60% (59,220) of all of these cases of insolvency have been in the form of individual voluntary arrangements (IVA). IVAs are colloquially known as “bankruptcy-lite” as they come with the offer of administrative help, protection of assets, and access to advice on debt management without the legal implications of a full bankruptcy declaration. IVAs, however, may be offered to people who do not need them, according to the Money Advice Trust, which argues that the overall rise in insolvency may not be symptomatic of a general economic downturn, but rather because IVAs are counted as full insolvency when in reality they are less serious and more nuanced. The Money Advice Trust’s charity arm, National Debtline, has warned of potential practices by banks and other financial services that could stand to benefit from an individual declaring insolvency when still within their means.

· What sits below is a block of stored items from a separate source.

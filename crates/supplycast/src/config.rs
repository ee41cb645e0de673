use std::{env, fmt, str::FromStr};

use thiserror::Error;

/// Errors raised while reading configuration.
#[derive(Debug, Error, PartialEq, Eq)]
pub enum ConfigError {
    #[error("Invalid value {value:?} for {variable}: expected one of {expected}")]
    InvalidValue {
        variable: &'static str,
        value: String,
        expected: &'static str,
    },
}

/// Which item store backs the projection gateway.
#[derive(Debug, Clone, Copy, PartialEq, Eq)]
pub enum StorageBackend {
    DynamoDb,
    Memory,
}

impl FromStr for StorageBackend {
    type Err = ConfigError;

    fn from_str(s: &str) -> Result<Self, Self::Err> {
        match s.trim().to_ascii_lowercase().as_str() {
            "dynamodb" => Ok(Self::DynamoDb),
            "memory" | "inmemory" => Ok(Self::Memory),
            _ => Err(ConfigError::InvalidValue {
                variable: "STORAGE_BACKEND",
                value: s.to_string(),
                expected: "dynamodb, memory",
            }),
        }
    }
}

impl fmt::Display for StorageBackend {
    fn fmt(&self, f: &mut fmt::Formatter<'_>) -> fmt::Result {
        match self {
            Self::DynamoDb => f.write_str("dynamodb"),
            Self::Memory => f.write_str("memory"),
        }
    }
}

/// Application configuration loaded from environment variables.
#[derive(Debug, Clone, PartialEq, Eq)]
pub struct Config {
    /// Storage backend (default: dynamodb)
    pub storage_backend: StorageBackend,
    /// DynamoDB table name (default: "ProyeccionesInsumos")
    pub table_name: String,
    /// AWS region (default: "us-east-1")
    pub region: String,
    /// Custom DynamoDB endpoint, e.g. DynamoDB Local
    pub endpoint_url: Option<String>,
    /// Create the table and its indexes at startup when missing (default: false)
    pub create_table: bool,
    /// Page size of the in-memory backend (default: 100)
    pub memory_page_size: usize,
}

impl Default for Config {
    fn default() -> Self {
        Self {
            storage_backend: StorageBackend::DynamoDb,
            table_name: "ProyeccionesInsumos".to_string(),
            region: "us-east-1".to_string(),
            endpoint_url: None,
            create_table: false,
            memory_page_size: 100,
        }
    }
}

impl Config {
    /// Load configuration from environment variables.
    ///
    /// Environment variables:
    /// - `STORAGE_BACKEND` - `dynamodb` or `memory` (default: dynamodb)
    /// - `DYNAMODB_TABLE_NAME` - Table name (default: "ProyeccionesInsumos")
    /// - `AWS_REGION` - AWS region (default: "us-east-1")
    /// - `AWS_ENDPOINT_URL` - Custom endpoint URL (default: unset)
    /// - `CREATE_TABLE` - Provision the table at startup (default: false)
    /// - `MEMORY_PAGE_SIZE` - In-memory page size (default: 100)
    pub fn from_env() -> Result<Self, ConfigError> {
        Self::from_lookup(|name| env::var(name).ok())
    }

    /// Load configuration through `lookup`, which returns a variable's value if set.
    pub fn from_lookup(lookup: impl Fn(&str) -> Option<String>) -> Result<Self, ConfigError> {
        let defaults = Self::default();

        let storage_backend = match lookup("STORAGE_BACKEND") {
            Some(value) => value.parse()?,
            None => defaults.storage_backend,
        };

        Ok(Self {
            storage_backend,
            table_name: lookup("DYNAMODB_TABLE_NAME").unwrap_or(defaults.table_name),
            region: lookup("AWS_REGION").unwrap_or(defaults.region),
            endpoint_url: lookup("AWS_ENDPOINT_URL").filter(|url| !url.is_empty()),
            create_table: lookup("CREATE_TABLE")
                .map(|v| parse_flag(&v))
                .unwrap_or(defaults.create_table),
            memory_page_size: lookup("MEMORY_PAGE_SIZE")
                .and_then(|v| v.parse().ok())
                .filter(|size| *size > 0)
                .unwrap_or(defaults.memory_page_size),
        })
    }
}

fn parse_flag(value: &str) -> bool {
    matches!(
        value.trim().to_ascii_lowercase().as_str(),
        "1" | "true" | "yes" | "on"
    )
}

A Guardian study has found that the UK’s combined personal debt grew in 2017 to around £1.7 trillion, compared to the state of national debt of £1.56 trillion (latest statistics from 2015). From the general population, it is estimated that 1 in every 467 adults became insolvent in 2017, a slight increase compared to 2016 (1 in 507). Insolvency rates also increased over the course of the year, with higher figures demonstrated in Q3 and Q4.
The general slight economic downturn also affected corporations, with an estimated total of 17,243 companies declaring bankruptcy in 2017, an increase of 4.2% from 2016. The study also noted that the impact of the catastrophic collapse of the construction contractor Carillion had not yet been felt, and would inevitably do irreparable harm to the finances of smaller companies, which would be forced into insolvency. Although the full extent of the blow the construction industry will take in the first quarter of 2018 is unclear, it is likely to affect businesses throughout the sector, and their employees, who often stand to be hit the worst by corporations being forced to declare bankruptcy.
Unlike in previous periods during which insolvency rates have risen (most notably during the post-2008 recession) this year’s figures are notable in that unemployment rates are still dropping. This demonstrates a worrying trend whereby individuals may be in full-time work and still not be able to pay utility bills, rent, and so on. Combined with the rise in the cost of living, estimated at 3% a year, standard wage packets for low-income earners are simply not enough to cover daily essentials.